5. Sentencing as a Prior Drug Convict

¶18. Ferrell next argues that, for his conviction of possession of methamphetamine, he was illegally sentenced under Mississippi Code Annotated section 41-29-147 (Rev. 2013) because, contrary to his admissions under oath at the guilty plea hearing, he had not been previously convicted of a drug offense.[1] Instead, Ferrell claims his prior case had been nonadjudicated under section 99-15-26 (Supp. 2014). He offers various documents purporting to be from that case in support. Ferrell calls this a violation of his constitutional protection from double jeopardy.

¶19. The various documents do not support Ferrell's claims. Had Ferrell's prior charges really been nonadjudicated, the court would have withheld acceptance of the plea and sentence. § 99-15-26(1). Instead, the sentencing order states that Ferrell's guilty plea was, in fact, fully and finally accepted and that he was convicted of methamphetamine possession.

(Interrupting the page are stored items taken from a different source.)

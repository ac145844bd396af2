//! Backend-agnostic query specification supplied by the caller.
//!
//! `LoadOptions` is the immutable per-request input: a nested-array filter,
//! sort and group descriptors, pagination, and a total-row-count request. It
//! deserializes from the camelCase JSON shape that grid components send over
//! the wire, and is equally constructible in code.

use serde::{Deserialize, Serialize};

use crate::value::Value;

/// A single descriptor or a list of them.
///
/// The wire format allows `"name"`, `{"selector": "name"}`, or a list of
/// either; all collapse to a slice through [`OneOrMany::as_slice`].
#[derive(Debug, Clone, PartialEq, Serialize, Deserialize)]
#[serde(untagged)]
pub enum OneOrMany<T> {
    One(T),
    Many(Vec<T>),
}

impl<T> OneOrMany<T> {
    pub fn as_slice(&self) -> &[T] {
        match self {
            OneOrMany::One(item) => std::slice::from_ref(item),
            OneOrMany::Many(items) => items,
        }
    }
}

/// Ordering descriptor: a bare column name or `{selector, desc?}`.
#[derive(Debug, Clone, PartialEq, Serialize, Deserialize)]
#[serde(untagged)]
pub enum SortEntry {
    Column(String),
    Descriptor {
        selector: String,
        #[serde(default)]
        desc: bool,
    },
}

impl SortEntry {
    pub fn selector(&self) -> &str {
        match self {
            SortEntry::Column(name) => name,
            SortEntry::Descriptor { selector, .. } => selector,
        }
    }

    pub fn is_desc(&self) -> bool {
        match self {
            SortEntry::Column(_) => false,
            SortEntry::Descriptor { desc, .. } => *desc,
        }
    }
}

impl From<&str> for SortEntry {
    fn from(name: &str) -> Self {
        SortEntry::Column(name.to_string())
    }
}

/// Grouping descriptor: a bare column name or `{selector}`.
#[derive(Debug, Clone, PartialEq, Serialize, Deserialize)]
#[serde(untagged)]
pub enum GroupEntry {
    Column(String),
    Descriptor { selector: String },
}

impl GroupEntry {
    pub fn selector(&self) -> &str {
        match self {
            GroupEntry::Column(name) => name,
            GroupEntry::Descriptor { selector } => selector,
        }
    }
}

impl From<&str> for GroupEntry {
    fn from(name: &str) -> Self {
        GroupEntry::Column(name.to_string())
    }
}

/// Caller-supplied filter/sort/group/paginate specification.
#[derive(Debug, Clone, Default, PartialEq, Serialize, Deserialize)]
#[serde(rename_all = "camelCase", default)]
pub struct LoadOptions {
    /// Nested-array filter predicate, e.g. `[["age", ">", 21], "and", ["name", "contains", "an"]]`.
    pub filter: Option<Value>,
    pub sort: Option<OneOrMany<SortEntry>>,
    pub group: Option<OneOrMany<GroupEntry>>,
    /// Rows to skip from the start of the result set.
    pub skip: Option<u64>,
    /// Maximum rows to return.
    pub take: Option<u64>,
    /// Request a sibling count query over the filtered rows.
    pub require_total_count: bool,
}

#[cfg(test)]
mod tests {
    use super::*;

    #[test]
    fn test_deserialize_full_options() {
        let options: LoadOptions = serde_json::from_str(
            r#"{
                "filter": ["age", ">", 21],
                "sort": [{"selector": "name", "desc": true}, "age"],
                "group": {"selector": "city"},
                "skip": 10,
                "take": 5,
                "requireTotalCount": true
            }"#,
        )
        .unwrap();

        assert!(options.filter.is_some());
        let sort = options.sort.unwrap();
        let entries = sort.as_slice();
        assert_eq!(entries.len(), 2);
        assert_eq!(entries[0].selector(), "name");
        assert!(entries[0].is_desc());
        assert_eq!(entries[1].selector(), "age");
        assert!(!entries[1].is_desc());

        let group = options.group.unwrap();
        assert_eq!(group.as_slice()[0].selector(), "city");

        assert_eq!(options.skip, Some(10));
        assert_eq!(options.take, Some(5));
        assert!(options.require_total_count);
    }

    #[test]
    fn test_deserialize_empty_object() {
        let options: LoadOptions = serde_json::from_str("{}").unwrap();
        assert_eq!(options, LoadOptions::default());
        assert!(!options.require_total_count);
    }

    #[test]
    fn test_single_sort_descriptor() {
        let options: LoadOptions =
            serde_json::from_str(r#"{"sort": {"selector": "id"}}"#).unwrap();
        let sort = options.sort.unwrap();
        assert_eq!(sort.as_slice().len(), 1);
        assert_eq!(sort.as_slice()[0].selector(), "id");
    }
}
//! ANSI/Postgres-style dialect provider.
//!
//! The easy backend: native `ILIKE` for case-insensitive matching, array
//! binds with `= ANY(..)` for membership, positional `$N` placeholders, and
//! plain trailing `offset`/`limit` clauses.

use super::{Dialect, WrappedQuery};
use crate::ast::expr::ExprNode;

pub struct Postgres;

impl Dialect for Postgres {
    fn name(&self) -> &str {
        "postgres"
    }

    fn contains(&self, column: ExprNode, needle: ExprNode) -> Vec<ExprNode> {
        vec![
            column,
            ExprNode::text("ILIKE '%' ||"),
            needle,
            ExprNode::text("|| '%'"),
        ]
    }

    fn not_contains(&self, column: ExprNode, needle: ExprNode) -> Vec<ExprNode> {
        vec![
            column,
            ExprNode::text("NOT ILIKE '%' ||"),
            needle,
            ExprNode::text("|| '%'"),
        ]
    }

    fn starts_with(&self, column: ExprNode, needle: ExprNode) -> Vec<ExprNode> {
        vec![
            column,
            ExprNode::text("ILIKE"),
            needle,
            ExprNode::text("|| '%'"),
        ]
    }

    fn ends_with(&self, column: ExprNode, needle: ExprNode) -> Vec<ExprNode> {
        vec![column, ExprNode::text("ILIKE '%' ||"), needle]
    }

    fn in_list(&self, column: ExprNode, values: ExprNode) -> Vec<ExprNode> {
        vec![
            column,
            ExprNode::text("= ANY("),
            values,
            ExprNode::text(")"),
        ]
    }

    fn binds_array_params(&self) -> bool {
        true
    }

    fn count(&self) -> Vec<ExprNode> {
        vec![ExprNode::text("count(*)::int")]
    }

    fn placeholder(&self, index: usize) -> String {
        format!("${index}")
    }

    fn limit_offset(&self, offset: Option<u64>, limit: Option<u64>) -> Vec<String> {
        let mut clauses = Vec::new();
        if let Some(offset) = offset {
            clauses.push(format!("offset {offset}"));
        }
        if let Some(limit) = limit {
            clauses.push(format!("limit {limit}"));
        }
        clauses
    }

    fn wrap_pagination(
        &self,
        _sql: &str,
        _offset: Option<u64>,
        _limit: Option<u64>,
        _next_index: usize,
    ) -> Option<WrappedQuery> {
        None
    }
}

#[cfg(test)]
mod tests {
    use super::*;

    #[test]
    fn test_placeholder_is_positional() {
        assert_eq!(Postgres.placeholder(1), "$1");
        assert_eq!(Postgres.placeholder(12), "$12");
    }

    #[test]
    fn test_limit_offset_clause_order() {
        assert_eq!(
            Postgres.limit_offset(Some(10), Some(5)),
            vec!["offset 10".to_string(), "limit 5".to_string()]
        );
        assert_eq!(Postgres.limit_offset(None, Some(5)), vec!["limit 5".to_string()]);
        assert_eq!(Postgres.limit_offset(Some(10), None), vec!["offset 10".to_string()]);
    }

    #[test]
    fn test_no_pagination_wrapping() {
        assert_eq!(
            Postgres.wrap_pagination("select 1", Some(10), Some(5), 1),
            None
        );
    }

    #[test]
    fn test_in_list_lowers_to_any() {
        let tokens = Postgres.in_list(ExprNode::column("id"), ExprNode::Param(0));
        assert_eq!(
            tokens,
            vec![
                ExprNode::column("id"),
                ExprNode::text("= ANY("),
                ExprNode::Param(0),
                ExprNode::text(")"),
            ]
        );
    }
}
/// Load-options compilation pipeline.
///
/// This module turns a declarative query specification into parameterized
/// SQL wrapping a caller-supplied base query:
///
/// ```text
/// LoadOptions (filter / sort / group / paging)
///       ↓
/// Predicate Normalizer     (predicate.rs)
///       ↓
/// Statement Pipeline       (pipeline.rs)
///       ↓
/// Expression AST           (expr.rs)
///       ↓
/// Statement Compiler       (statement.rs)  →  SQL text + bind values
/// ```
///
/// Backend syntax differences are isolated behind the dialect providers
/// (dialect module).
pub mod expr;
pub mod pipeline;
pub mod predicate;
pub mod statement;

// Re-export key types for convenience
pub use expr::{ColumnDefinition, ExprNode, OrderByItem};
pub use pipeline::{LoadOptionsParser, Statements, GROUP_KEY_COLUMN, TOTAL_COUNT_COLUMN};
pub use predicate::{normalize, CompareOp, Predicate};
pub use statement::{QueryParam, SqlQuery, Statement};
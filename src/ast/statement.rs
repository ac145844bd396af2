//! Statement: the copy-on-write query builder and SQL compiler.
//!
//! A `Statement` accumulates a select list, filter expression, grouping,
//! ordering, pagination, and an arena of bound parameters. It is built by
//! pure copy-then-mutate transitions from an empty base and compiled exactly
//! once against a caller-supplied source query, which is treated as an opaque
//! subquery block — never parsed, only wrapped in a CTE under the alias
//! `src`.

use tracing::debug;

use crate::ast::expr::{ColumnDefinition, ExprNode, OrderByItem, ParamSlot, RenderContext};
use crate::dialect::Dialect;
use crate::error::CompileError;
use crate::value::Value;

/// One arena parameter: a value plus its rendering mode.
#[derive(Debug, Clone, PartialEq)]
pub struct QueryParam {
    pub value: Value,
    /// Render as literal text and keep out of the positional bind list.
    /// Set for membership values on dialects without array binds.
    pub inline: bool,
}

/// Parameterized SQL text: the shape of both the caller's source query and
/// the compiler's output.
#[derive(Debug, Clone, PartialEq, Default)]
pub struct SqlQuery {
    pub text: String,
    /// Flat ordered bind values, aligned to ascending placeholder index.
    pub values: Vec<Value>,
}

impl SqlQuery {
    pub fn new(text: impl Into<String>, values: Vec<Value>) -> Self {
        Self {
            text: text.into(),
            values,
        }
    }
}

/// Alias under which the source query is embedded.
const SOURCE_ALIAS: &str = "src";

#[derive(Debug, Clone, Default)]
pub struct Statement {
    pub select: Vec<ColumnDefinition>,
    pub filter: Option<ExprNode>,
    pub group_by: Vec<ExprNode>,
    pub order_by: Vec<OrderByItem>,
    pub offset: Option<u64>,
    pub limit: Option<u64>,
    params: Vec<QueryParam>,
}

impl Statement {
    pub fn new() -> Self {
        Self::default()
    }

    /// Append a parameter to the arena, returning its position for use in an
    /// `ExprNode::Param`.
    pub fn push_param(&mut self, value: Value, inline: bool) -> usize {
        let pos = self.params.len();
        self.params.push(QueryParam { value, inline });
        pos
    }

    pub fn params(&self) -> &[QueryParam] {
        &self.params
    }

    /// Compile this statement against a source query.
    ///
    /// Parameter numbering starts at the count of the source query's own
    /// bound values; each arena parameter gets a sequential 1-based
    /// placeholder in declaration order, except inline-literal parameters,
    /// which render as text, append no value, and consume no index.
    pub fn build_query(
        &self,
        source: &SqlQuery,
        dialect: &dyn Dialect,
    ) -> Result<SqlQuery, CompileError> {
        let mut values = source.values.clone();
        let mut slots = Vec::with_capacity(self.params.len());
        let mut index = values.len();
        for param in &self.params {
            if param.inline {
                slots.push(ParamSlot::Inline(dialect.inline_literal(&param.value)?));
            } else {
                index += 1;
                slots.push(ParamSlot::Placeholder(dialect.placeholder(index)));
                values.push(param.value.clone());
            }
        }
        let ctx = RenderContext { slots: &slots };

        let mut parts = vec![format!("with {SOURCE_ALIAS} as (\n{}\n)", source.text)];

        let select_list = if self.select.is_empty() {
            " * ".to_string()
        } else {
            let columns: Vec<String> = self
                .select
                .iter()
                .map(|column| column.to_sql(&ctx))
                .collect::<Result<_, _>>()?;
            columns.join(",\n")
        };
        parts.push(format!("select {select_list}"));
        parts.push(format!("from {SOURCE_ALIAS}"));

        if let Some(filter) = &self.filter {
            parts.push(format!("where {}", filter.to_sql(&ctx)?));
        }

        if !self.group_by.is_empty() {
            let groups: Vec<String> = self
                .group_by
                .iter()
                .map(|expr| expr.to_sql(&ctx))
                .collect::<Result<_, _>>()?;
            parts.push(format!("group by {}", groups.join(", ")));
        }

        if !self.order_by.is_empty() {
            let orders: Vec<String> = self
                .order_by
                .iter()
                .map(|item| item.to_sql(&ctx))
                .collect::<Result<_, _>>()?;
            parts.push(format!("order by {}", orders.join(", ")));
        }

        let mut text = parts.join("\n");

        if self.offset.is_some() || self.limit.is_some() {
            match dialect.wrap_pagination(&text, self.offset, self.limit, index + 1) {
                Some(wrapped) => {
                    text = wrapped.text;
                    values.extend(wrapped.values);
                }
                None => {
                    for clause in dialect.limit_offset(self.offset, self.limit) {
                        text.push('\n');
                        text.push_str(&clause);
                    }
                }
            }
        }

        debug!(
            dialect = dialect.name(),
            binds = values.len(),
            "compiled statement"
        );

        Ok(SqlQuery { text, values })
    }
}

#[cfg(test)]
mod tests {
    use super::*;
    use crate::dialect::{Oracle11g, Postgres};

    /// Collapse all whitespace runs to single spaces for shape comparisons.
    fn squash(sql: &str) -> String {
        sql.split_whitespace().collect::<Vec<_>>().join(" ")
    }

    #[test]
    fn test_empty_statement_wraps_source() {
        let statement = Statement::new();
        let query = statement
            .build_query(&SqlQuery::new("SELECT 1", vec![]), &Postgres)
            .unwrap();
        assert_eq!(
            squash(&query.text),
            "with src as ( SELECT 1 ) select * from src"
        );
        assert!(query.values.is_empty());
    }

    #[test]
    fn test_param_numbering_continues_from_source() {
        let mut statement = Statement::new();
        let first = statement.push_param(Value::Int(21), false);
        let second = statement.push_param(Value::Str("an".into()), false);
        statement.filter = Some(ExprNode::Composite(vec![
            ExprNode::column("age"),
            ExprNode::text(">"),
            ExprNode::Param(first),
            ExprNode::text("and"),
            ExprNode::column("name"),
            ExprNode::text("="),
            ExprNode::Param(second),
        ]));

        let source = SqlQuery::new("select * from people where org = $1", vec![Value::Int(9)]);
        let query = statement.build_query(&source, &Postgres).unwrap();

        assert!(query.text.contains("age > $2"));
        assert!(query.text.contains("name = $3"));
        assert_eq!(
            query.values,
            vec![Value::Int(9), Value::Int(21), Value::Str("an".into())]
        );
    }

    #[test]
    fn test_inline_params_keep_indices_contiguous() {
        let mut statement = Statement::new();
        let bound = statement.push_param(Value::Int(1), false);
        let inline = statement.push_param(
            Value::List(vec![Value::Str("a".into()), Value::Str("b".into())]),
            true,
        );
        let trailing = statement.push_param(Value::Int(2), false);
        statement.filter = Some(ExprNode::Composite(vec![
            ExprNode::Param(bound),
            ExprNode::Param(inline),
            ExprNode::Param(trailing),
        ]));

        let query = statement
            .build_query(&SqlQuery::new("select * from t", vec![]), &Oracle11g)
            .unwrap();

        assert!(query.text.contains(":1"));
        assert!(query.text.contains("('a', 'b')"));
        assert!(query.text.contains(":2"));
        assert_eq!(query.values, vec![Value::Int(1), Value::Int(2)]);
    }

    #[test]
    fn test_foreign_param_node_is_fatal() {
        let mut statement = Statement::new();
        // Position 5 was never pushed into this statement's arena.
        statement.filter = Some(ExprNode::Param(5));
        let err = statement
            .build_query(&SqlQuery::new("select 1", vec![]), &Postgres)
            .unwrap_err();
        assert!(matches!(err, CompileError::UnassignedParameter(5)));
    }

    #[test]
    fn test_postgres_pagination_is_trailing_clauses() {
        let mut statement = Statement::new();
        statement.offset = Some(10);
        statement.limit = Some(5);
        let query = statement
            .build_query(&SqlQuery::new("select * from t", vec![]), &Postgres)
            .unwrap();
        assert!(query.text.ends_with("offset 10\nlimit 5"));
        assert!(query.values.is_empty());
    }

    #[test]
    fn test_oracle_pagination_replaces_whole_text() {
        let mut statement = Statement::new();
        statement.offset = Some(10);
        statement.limit = Some(5);
        let query = statement
            .build_query(&SqlQuery::new("select * from t", vec![]), &Oracle11g)
            .unwrap();
        assert!(query.text.starts_with("SELECT * FROM ("));
        assert!(query.text.contains("ROWNUM <= :1"));
        assert!(query.text.contains("rnum > :2"));
        assert_eq!(query.values, vec![Value::Int(15), Value::Int(10)]);
    }

    #[test]
    fn test_clone_shares_no_collections() {
        let mut original = Statement::new();
        original.group_by.push(ExprNode::column("city"));

        let mut copy = original.clone();
        copy.group_by.push(ExprNode::column("country"));
        copy.push_param(Value::Int(1), false);
        copy.order_by
            .push(OrderByItem::new(ExprNode::column("city"), true));

        assert_eq!(original.group_by.len(), 1);
        assert_eq!(copy.group_by.len(), 2);
        assert!(original.params().is_empty());
        assert!(original.order_by.is_empty());
    }

    #[test]
    fn test_select_list_and_group_by_render() {
        let mut statement = Statement::new();
        statement
            .select
            .push(ColumnDefinition::new(ExprNode::column("city"), "key"));
        statement.group_by.push(ExprNode::column("city"));
        statement
            .order_by
            .push(OrderByItem::new(ExprNode::column("city"), false));

        let query = statement
            .build_query(&SqlQuery::new("select * from people", vec![]), &Postgres)
            .unwrap();
        assert_eq!(
            squash(&query.text),
            "with src as ( select * from people ) select city as key from src group by city order by city"
        );
    }
}
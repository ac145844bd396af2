//! Failure taxonomy for the load-options compiler.
//!
//! All compiler failures are local and fast: they signal contract violations
//! in the caller's input or in the compiler itself, never transient
//! conditions to retry. Errors raised by the caller's execution callback are
//! opaque `anyhow::Error` values and propagate through the executor
//! unchanged.

use thiserror::Error;

/// Errors raised while normalizing a filter or compiling a statement.
#[derive(Debug, Error)]
pub enum CompileError {
    /// A predicate, sort, or group operator outside the supported set.
    #[error("unknown operator '{0}'")]
    UnknownOperator(String),

    /// A filter value whose shape the nested-array grammar does not admit.
    #[error("invalid predicate: {0}")]
    InvalidPredicate(String),

    /// A parameter node was rendered before its statement assigned
    /// placeholder numbering. Compiler-invariant violation.
    #[error("parameter at position {0} rendered without an assigned index")]
    UnassignedParameter(usize),

    /// The inline-literal renderer was given a value outside
    /// {string, number, date, nested array}.
    #[error("cannot render {0} value as an inline SQL literal")]
    UnsupportedLiteral(&'static str),
}
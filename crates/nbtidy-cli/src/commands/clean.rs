use std::error::Error;

use clap::Args;
use nbtidy_core::clean_document;

use super::CleanFlags;
use crate::notebook::NotebookArgs;

#[derive(Args, Debug)]
pub struct CleanArgs {
    #[command(flatten)]
    pub notebook: NotebookArgs,
    #[command(flatten)]
    pub flags: CleanFlags,
}

pub fn run(args: &CleanArgs) -> Result<(), Box<dyn Error>> {
    let target = args.notebook.output_target()?;
    let mut loaded = args.notebook.load()?;
    // No pre-execution document to align against: empty tags go unless -k.
    let opts = args.flags.options(Some(false));
    clean_document(&mut loaded.document, &opts);
    args.notebook
        .write(&loaded.document, &loaded.style, target.as_deref())?;
    Ok(())
}
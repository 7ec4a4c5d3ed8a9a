use clap::Args;
use nbtidy_core::CleanOptions;

pub mod cells;
pub mod clean;
pub mod fmt;
pub mod merge_outputs;
pub mod renumber;
pub mod run;

/// Identifier and tag handling shared by `clean` and `run`.
#[derive(Args, Debug, Clone)]
pub struct CleanFlags {
    /// Keep cell ids.
    #[arg(short = 'I', long)]
    pub keep_ids: bool,
    /// Ensure every cell's metadata has a `tags` key.
    #[arg(short = 'k', long, conflicts_with = "drop_empty_tags")]
    pub keep_tags: bool,
    /// Drop empty `tags` arrays.
    #[arg(short = 'K', long)]
    pub drop_empty_tags: bool,
}

impl CleanFlags {
    /// Builds cleaning options; `default_tags` applies when neither `-k` nor `-K` is given.
    pub fn options(&self, default_tags: Option<bool>) -> CleanOptions {
        let keep_tags = if self.keep_tags {
            Some(true)
        } else if self.drop_empty_tags {
            Some(false)
        } else {
            default_tags
        };
        CleanOptions {
            keep_ids: self.keep_ids,
            keep_tags,
        }
    }
}

/// Folds a `--x`/`--no-x` flag pair into a tri-state choice.
pub fn choice(keep: bool, drop: bool) -> Option<bool> {
    match (keep, drop) {
        (true, _) => Some(true),
        (false, true) => Some(false),
        (false, false) => None,
    }
}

¶20. Ferrell argues that the prior case had to be nonadjudicated because the sentencing order required him to attend the regimented inmate discipline (" RID" ) program, but the sentencing order specifically states that the RID program was offered as a condition of Ferrell's suspended sentence, not as a condition for nonadjudication. Nothing in the sentencing order suggests that Ferrell's prior conviction was nonadjudicated.

¶21. Ferrell contends that his position is supported by an opinion of the Mississippi Attorney General, 2007-00385, 2007 WL 2744747, Turnage (Aug. 10, 2007). However, that opinion, which is not binding authority at any rate, simply states that the RID program may be made a condition for nonadjudication. It does not suggest that any sentence involving the RID program must necessarily be withheld for nonadjudication.

¶22. This contention is without merit.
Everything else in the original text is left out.